Look for the word "TableMovement" in the data below, and copy every line that holds it.

Collected data entries:

+++++

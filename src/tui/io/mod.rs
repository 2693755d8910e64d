//! # I/O Abstraction Layer
//!
//! Key input and screen output sit behind two small traits so the session
//! driver can run against a real terminal or against scripted streams.
//!
//! ```text
//! Production:  AppController ──▶ TerminalEventStream  ──▶ crossterm::event::read()
//!                            ──▶ TerminalRenderStream ──▶ crossterm::execute!()
//!
//! Testing:     AppController ──▶ MockEventStream      ──▶ VecDeque<Event>
//!                            ──▶ MockRenderStream     ──▶ last frame + command log
//! ```

use anyhow::Result;
use crossterm::event::Event;
use std::io::Write;
use std::time::Duration;

pub mod mock;
pub mod terminal;

pub use mock::{MockEventStream, MockRenderStream, RenderCommand};
pub use terminal::{TerminalEventStream, TerminalRenderStream};

/// Terminal size as (width, height)
pub type TerminalSize = (u16, u16);

/// Source of input events
pub trait EventStream: Send {
    /// True when an event can be read within `timeout`
    fn poll(&mut self, timeout: Duration) -> Result<bool>;

    /// Next event; only call after `poll` returned true
    fn read(&mut self) -> Result<Event>;
}

/// Sink for rendered frames
///
/// Styled text goes through the `Write` half (crossterm `queue!` works on
/// it directly); the methods below cover the screen-level operations.
pub trait RenderStream: Write + Send {
    fn clear_screen(&mut self) -> Result<()>;

    /// Move cursor to (column, row)
    fn move_cursor(&mut self, x: u16, y: u16) -> Result<()>;

    fn hide_cursor(&mut self) -> Result<()>;

    fn show_cursor(&mut self) -> Result<()>;

    fn get_size(&self) -> Result<TerminalSize>;

    fn enter_alternate_screen(&mut self) -> Result<()>;

    fn leave_alternate_screen(&mut self) -> Result<()>;

    fn enable_raw_mode(&mut self) -> Result<()>;

    fn disable_raw_mode(&mut self) -> Result<()>;
}
//! # Scripted I/O
//!
//! Streams for driving a session without a terminal. The render stream
//! keeps only the frame drawn since the last `clear_screen`, shared
//! between clones so a test can hand one clone to the controller and read
//! the screen back through another.

use super::{EventStream, RenderStream, TerminalSize};
use anyhow::{anyhow, Result};
use crossterm::event::{Event, KeyCode, KeyEvent, KeyModifiers};
use std::collections::VecDeque;
use std::io::Write;
use std::sync::{Arc, Mutex, MutexGuard, PoisonError};
use std::time::Duration;

/// Replays a fixed list of events, then fails every read
#[derive(Debug, Default)]
pub struct MockEventStream {
    events: VecDeque<Event>,
}

impl MockEventStream {
    pub fn new(events: Vec<Event>) -> Self {
        Self {
            events: events.into_iter().collect(),
        }
    }

    pub fn from_keys(keys: Vec<KeyEvent>) -> Self {
        Self::new(keys.into_iter().map(Event::Key).collect())
    }

    /// One plain key press per character of `text`
    pub fn typing(text: &str) -> Vec<KeyEvent> {
        text.chars()
            .map(|ch| KeyEvent::new(KeyCode::Char(ch), KeyModifiers::NONE))
            .collect()
    }

    pub fn remaining(&self) -> usize {
        self.events.len()
    }
}

impl EventStream for MockEventStream {
    // Always ready: a script that runs dry surfaces as a read error
    // instead of an idle loop.
    fn poll(&mut self, _timeout: Duration) -> Result<bool> {
        Ok(true)
    }

    fn read(&mut self) -> Result<Event> {
        self.events
            .pop_front()
            .ok_or_else(|| anyhow!("No events available"))
    }
}

/// Screen-level operation recorded by [`MockRenderStream`]
#[derive(Debug, Clone, PartialEq, Eq)]
pub enum RenderCommand {
    ClearScreen,
    MoveCursor(u16, u16),
    HideCursor,
    ShowCursor,
    EnterAlternateScreen,
    LeaveAlternateScreen,
    EnableRawMode,
    DisableRawMode,
    Flush,
}

#[derive(Debug, Default)]
struct MockScreen {
    frame: Vec<u8>,
    commands: Vec<RenderCommand>,
    frames_drawn: usize,
}

#[derive(Debug, Clone)]
pub struct MockRenderStream {
    screen: Arc<Mutex<MockScreen>>,
    size: TerminalSize,
}

impl MockRenderStream {
    pub fn new() -> Self {
        Self::with_size((80, 24))
    }

    pub fn with_size(size: TerminalSize) -> Self {
        Self {
            screen: Arc::new(Mutex::new(MockScreen::default())),
            size,
        }
    }

    fn screen(&self) -> MutexGuard<'_, MockScreen> {
        self.screen.lock().unwrap_or_else(PoisonError::into_inner)
    }

    fn record(&self, command: RenderCommand) {
        self.screen().commands.push(command);
    }

    pub fn commands(&self) -> Vec<RenderCommand> {
        self.screen().commands.clone()
    }

    pub fn has_command(&self, command: &RenderCommand) -> bool {
        self.screen().commands.contains(command)
    }

    /// Number of `clear_screen` calls so far
    pub fn frames_drawn(&self) -> usize {
        self.screen().frames_drawn
    }

    /// Raw bytes of the current frame, escape sequences included
    pub fn raw_frame(&self) -> String {
        String::from_utf8_lossy(&self.screen().frame).into_owned()
    }

    /// Current frame with escape sequences removed. Absolute cursor moves
    /// become line breaks so each drawn row reads as its own line.
    pub fn visible_text(&self) -> String {
        strip_ansi(&self.raw_frame())
    }
}

fn strip_ansi(raw: &str) -> String {
    let mut out = String::with_capacity(raw.len());
    let mut chars = raw.chars().peekable();

    while let Some(ch) = chars.next() {
        if ch != '\x1b' {
            out.push(ch);
            continue;
        }
        if chars.peek() != Some(&'[') {
            chars.next();
            continue;
        }
        chars.next();
        // CSI: parameters then a single final byte in '@'..='~'
        for next in chars.by_ref() {
            if ('@'..='~').contains(&next) {
                if next == 'H' && !out.is_empty() && !out.ends_with('\n') {
                    out.push('\n');
                }
                break;
            }
        }
    }

    out
}

impl Write for MockRenderStream {
    fn write(&mut self, buf: &[u8]) -> std::io::Result<usize> {
        self.screen().frame.extend_from_slice(buf);
        Ok(buf.len())
    }

    fn flush(&mut self) -> std::io::Result<()> {
        self.record(RenderCommand::Flush);
        Ok(())
    }
}

impl RenderStream for MockRenderStream {
    fn clear_screen(&mut self) -> Result<()> {
        let mut screen = self.screen();
        screen.frame.clear();
        screen.frames_drawn += 1;
        screen.commands.push(RenderCommand::ClearScreen);
        Ok(())
    }

    fn move_cursor(&mut self, x: u16, y: u16) -> Result<()> {
        self.record(RenderCommand::MoveCursor(x, y));
        Ok(())
    }

    fn hide_cursor(&mut self) -> Result<()> {
        self.record(RenderCommand::HideCursor);
        Ok(())
    }

    fn show_cursor(&mut self) -> Result<()> {
        self.record(RenderCommand::ShowCursor);
        Ok(())
    }

    fn get_size(&self) -> Result<TerminalSize> {
        Ok(self.size)
    }

    fn enter_alternate_screen(&mut self) -> Result<()> {
        self.record(RenderCommand::EnterAlternateScreen);
        Ok(())
    }

    fn leave_alternate_screen(&mut self) -> Result<()> {
        self.record(RenderCommand::LeaveAlternateScreen);
        Ok(())
    }

    fn enable_raw_mode(&mut self) -> Result<()> {
        self.record(RenderCommand::EnableRawMode);
        Ok(())
    }

    fn disable_raw_mode(&mut self) -> Result<()> {
        self.record(RenderCommand::DisableRawMode);
        Ok(())
    }
}

impl Default for MockRenderStream {
    fn default() -> Self {
        Self::new()
    }
}

#[cfg(test)]
mod tests {
    use super::*;
    use crossterm::style::{Print, SetForegroundColor, Color, ResetColor};
    use crossterm::{cursor::MoveTo, queue};

    #[test]
    fn event_stream_should_replay_then_fail() {
        let mut stream = MockEventStream::from_keys(MockEventStream::typing("ab"));

        assert!(stream.poll(Duration::ZERO).unwrap());
        match stream.read().unwrap() {
            Event::Key(key) => assert_eq!(key.code, KeyCode::Char('a')),
            other => panic!("unexpected event {other:?}"),
        }
        assert_eq!(stream.remaining(), 1);
        stream.read().unwrap();
        assert!(stream.read().is_err());
    }

    #[test]
    fn clones_should_share_the_frame() {
        let observer = MockRenderStream::new();
        let mut stream = observer.clone();

        write!(stream, "old frame").unwrap();
        stream.clear_screen().unwrap();
        write!(stream, "new frame").unwrap();

        assert_eq!(observer.visible_text(), "new frame");
        assert_eq!(observer.frames_drawn(), 1);
    }

    #[test]
    fn visible_text_should_drop_styling_and_break_on_moves() {
        let mut stream = MockRenderStream::new();
        queue!(
            stream,
            MoveTo(0, 0),
            SetForegroundColor(Color::AnsiValue(205)),
            Print("first"),
            ResetColor,
            MoveTo(0, 1),
            Print("second")
        )
        .unwrap();

        assert_eq!(stream.visible_text(), "first\nsecond");
    }

    #[test]
    fn screen_operations_should_be_recorded() {
        let mut stream = MockRenderStream::new();
        stream.enable_raw_mode().unwrap();
        stream.hide_cursor().unwrap();
        stream.disable_raw_mode().unwrap();

        assert_eq!(
            stream.commands(),
            vec![
                RenderCommand::EnableRawMode,
                RenderCommand::HideCursor,
                RenderCommand::DisableRawMode
            ]
        );
    }
}
//! # Command Events
//!
//! Events produced by commands that describe what should happen.
//! Commands produce these events and the controller applies them to the
//! active session, performing any server round-trip they imply.

/// Cursor movements available in the table
#[derive(Debug, Clone, Copy, PartialEq, Eq)]
pub enum TableMovement {
    Up,
    Down,
    PageUp,
    PageDown,
    HalfPageUp,
    HalfPageDown,
    Top,
    Bottom,
}

/// Edits applied to the focused form field
#[derive(Debug, Clone, Copy, PartialEq, Eq)]
pub enum FieldEdit {
    Insert(char),
    Backspace,
    Delete,
    Left,
    Right,
    Home,
    End,
    DeleteToStart,
    DeleteToEnd,
}

#[derive(Debug, Clone, Copy, PartialEq, Eq)]
pub enum FocusDirection {
    Next,
    Previous,
}

/// Events that commands can produce to request changes
#[derive(Debug, Clone, PartialEq)]
pub enum CommandEvent {
    /// Move the table selection
    TableMoveRequested { movement: TableMovement },

    /// Delete the selected row on the server, then resync
    DeleteRequested,

    /// Re-fetch every page
    RefreshRequested,

    /// Edit the focused form field
    FieldEditRequested { edit: FieldEdit },

    /// Move form focus
    FocusMoveRequested { direction: FocusDirection },

    /// Enter in the form: advance or trigger the focused control
    ActivateRequested,

    /// Abandon the form
    CancelRequested,

    /// Leave the active session
    QuitRequested,
}
//! Remote client and pagination against a mock Mailbox server

use mailbox::api::{load_all_entries, ApiClient, EntryApi, NewEntry};
use mailbox::cmd::{self, Exit};
use mailbox::config::ApiConfig;
use reqwest::StatusCode;
use serde_json::{json, Value};
use wiremock::matchers::{body_json, header, method, path, query_param};
use wiremock::{Mock, MockServer, ResponseTemplate};

fn client_for(server: &MockServer) -> ApiClient {
    let config = ApiConfig::new(
        &format!("{}/", server.uri()),
        Some("admin".to_string()),
        Some("secret".to_string()),
    )
    .unwrap();
    ApiClient::new(config)
}

fn entries(range: std::ops::Range<usize>) -> Vec<Value> {
    range
        .map(|i| {
            json!({
                "id": format!("id{i}"),
                "from": format!("user{i}@example.com"),
                "subject": "Hi",
                "message": "test",
            })
        })
        .collect()
}

fn page_body(page: i64, page_count: i64, entry_count: i64, rows: Vec<Value>) -> Value {
    json!({
        "page": page,
        "page_count": page_count,
        "entry_count": entry_count,
        "entries": rows,
    })
}

async fn mount_page(server: &MockServer, page: i64, body: Value) {
    Mock::given(method("GET"))
        .and(path("/entries/"))
        .and(query_param("page", page.to_string()))
        .respond_with(ResponseTemplate::new(200).set_body_json(body))
        .expect(1)
        .mount(server)
        .await;
}

#[tokio::test]
async fn list_page_should_send_basic_auth_and_decode() {
    let server = MockServer::start().await;
    Mock::given(method("GET"))
        .and(path("/entries/"))
        .and(query_param("page", "0"))
        .and(header("authorization", "Basic YWRtaW46c2VjcmV0"))
        .respond_with(ResponseTemplate::new(200).set_body_json(page_body(0, 1, 2, entries(0..2))))
        .expect(1)
        .mount(&server)
        .await;

    let page = client_for(&server).list_page(0).await.unwrap();

    assert_eq!(page.entries.len(), 2);
    assert_eq!(page.entries[1].from, "user1@example.com");
    assert_eq!(page.next_page(), None);
}

#[tokio::test]
async fn sweep_should_collect_every_page_in_order() {
    let server = MockServer::start().await;
    mount_page(&server, 0, page_body(0, 2, 25, entries(0..20))).await;
    mount_page(&server, 1, page_body(1, 2, 25, entries(20..25))).await;

    let rows = load_all_entries(&client_for(&server)).await.unwrap();

    assert_eq!(rows.len(), 25);
    let ids: Vec<_> = rows.iter().map(|e| e.id.clone()).collect();
    let expected: Vec<_> = (0..25).map(|i| format!("id{i}")).collect();
    assert_eq!(ids, expected);
}

#[tokio::test]
async fn sweep_of_empty_collection_should_make_one_call() {
    let server = MockServer::start().await;
    mount_page(&server, 0, page_body(0, 0, 0, Vec::new())).await;

    let rows = load_all_entries(&client_for(&server)).await.unwrap();
    assert!(rows.is_empty());
}

#[tokio::test]
async fn sweep_should_fail_on_server_error() {
    let server = MockServer::start().await;
    mount_page(&server, 0, page_body(0, 3, 60, entries(0..20))).await;
    Mock::given(method("GET"))
        .and(path("/entries/"))
        .and(query_param("page", "1"))
        .respond_with(
            ResponseTemplate::new(500).set_body_json(json!({"error": "database unavailable"})),
        )
        .expect(1)
        .mount(&server)
        .await;

    let err = load_all_entries(&client_for(&server)).await.unwrap_err();

    assert!(err.is_server());
    assert_eq!(err.status(), Some(StatusCode::INTERNAL_SERVER_ERROR));
    assert_eq!(err.to_string(), "database unavailable");
}

#[tokio::test]
async fn delete_of_missing_entry_should_carry_server_message() {
    let server = MockServer::start().await;
    Mock::given(method("DELETE"))
        .and(path("/entry/nope"))
        .respond_with(
            ResponseTemplate::new(404).set_body_json(json!({"error": "document not found"})),
        )
        .expect(1)
        .mount(&server)
        .await;

    let err = client_for(&server).delete_entry("nope").await.unwrap_err();

    assert_eq!(err.status(), Some(StatusCode::NOT_FOUND));
    assert_eq!(err.to_string(), "document not found");
}

#[tokio::test]
async fn error_without_body_should_fall_back_to_status() {
    let server = MockServer::start().await;
    Mock::given(method("DELETE"))
        .and(path("/entry/x"))
        .respond_with(ResponseTemplate::new(401))
        .mount(&server)
        .await;

    let err = client_for(&server).delete_entry("x").await.unwrap_err();
    assert_eq!(err.to_string(), "401 Unauthorized");
}

#[tokio::test]
async fn get_entry_should_return_raw_body() {
    let server = MockServer::start().await;
    let record = r#"{"id":"a1","from":"a@b.com","subject":"Hi","message":"test"}"#;
    Mock::given(method("GET"))
        .and(path("/entry/a1"))
        .respond_with(ResponseTemplate::new(200).set_body_string(record))
        .mount(&server)
        .await;

    let client = client_for(&server);
    assert_eq!(client.get_entry("a1").await.unwrap(), record);
    assert_eq!(cmd::print_entry(&client, "a1").await, Exit::Success);
}

#[tokio::test]
async fn malformed_page_should_be_a_transport_failure() {
    let server = MockServer::start().await;
    Mock::given(method("GET"))
        .and(path("/entries/"))
        .respond_with(ResponseTemplate::new(200).set_body_string("<html>oops</html>"))
        .mount(&server)
        .await;

    let err = client_for(&server).list_page(0).await.unwrap_err();
    assert!(err.is_decode());
    assert!(err.is_transport());
    assert_eq!(err.status(), None);
}

#[tokio::test]
async fn unreachable_server_should_be_a_transport_failure() {
    let port = {
        let listener = std::net::TcpListener::bind("127.0.0.1:0").unwrap();
        listener.local_addr().unwrap().port()
    };
    let config = ApiConfig::new(&format!("http://127.0.0.1:{port}"), None, None).unwrap();
    let err = ApiClient::new(config).list_page(0).await.unwrap_err();

    assert!(err.is_transport());
    assert!(err.to_string().starts_with("server failed to respond"));
}

#[tokio::test]
async fn all_fields_given_should_submit_once_without_form() {
    let server = MockServer::start().await;
    Mock::given(method("POST"))
        .and(path("/submit"))
        .and(header("content-type", "application/json"))
        .and(body_json(json!({
            "from": "a@b.com",
            "subject": "Hi",
            "message": "test",
        })))
        .respond_with(ResponseTemplate::new(200))
        .expect(1)
        .mount(&server)
        .await;

    let exit = cmd::new_entry(&client_for(&server), Some("a@b.com"), Some("Hi"), Some("test"))
        .await
        .unwrap();
    assert_eq!(exit, Exit::Success);
}

#[tokio::test]
async fn rejected_submission_should_fail_without_retry() {
    let server = MockServer::start().await;
    Mock::given(method("POST"))
        .and(path("/submit"))
        .respond_with(
            ResponseTemplate::new(400).set_body_json(json!({"error": "invalid email address"})),
        )
        .expect(1)
        .mount(&server)
        .await;

    let entry = NewEntry::new("nope", "Hi", "test");
    assert_eq!(cmd::submit_entry(&client_for(&server), &entry).await, Exit::Failure);
}
//! # Application Control Commands
//!
//! Bindings shared by every session.

use anyhow::Result;
use crossterm::event::{KeyCode, KeyEvent, KeyModifiers};

use super::{Command, CommandContext, CommandEvent, SessionKind};

/// Leave the active session (Ctrl+C). A form treats it as cancel.
pub struct AppTerminateCommand;

impl Command for AppTerminateCommand {
    fn is_relevant(&self, context: &CommandContext, event: &KeyEvent) -> bool {
        context.session != SessionKind::None
            && matches!(event.code, KeyCode::Char('c'))
            && event.modifiers.contains(KeyModifiers::CONTROL)
    }

    fn execute(&self, _event: KeyEvent, _context: &CommandContext) -> Result<Vec<CommandEvent>> {
        Ok(vec![CommandEvent::QuitRequested])
    }

    fn name(&self) -> &'static str {
        "AppTerminate"
    }
}

#[cfg(test)]
mod tests {
    use super::*;
    use crate::tui::commands::test_support::*;
    use crate::tui::view_models::FocusTarget;

    #[test]
    fn app_terminate_should_be_relevant_for_ctrl_c() {
        let cmd = AppTerminateCommand;
        assert!(cmd.is_relevant(&table_context(), &ctrl('c')));
        assert!(cmd.is_relevant(&form_context(FocusTarget::Field(1)), &ctrl('c')));
    }

    #[test]
    fn app_terminate_should_not_be_relevant_for_regular_c() {
        let cmd = AppTerminateCommand;
        assert!(!cmd.is_relevant(&table_context(), &key(KeyCode::Char('c'))));
        assert!(!cmd.is_relevant(&table_context(), &ctrl('x')));
    }

    #[test]
    fn app_terminate_should_produce_quit_event() {
        let cmd = AppTerminateCommand;
        let events = cmd.execute(ctrl('c'), &table_context()).unwrap();
        assert_eq!(events, vec![CommandEvent::QuitRequested]);
    }
}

+++++

▶ _RESPONSE TO THE EXERCISE_:
pub enum TableMovement {
    TableMoveRequested { movement: TableMovement },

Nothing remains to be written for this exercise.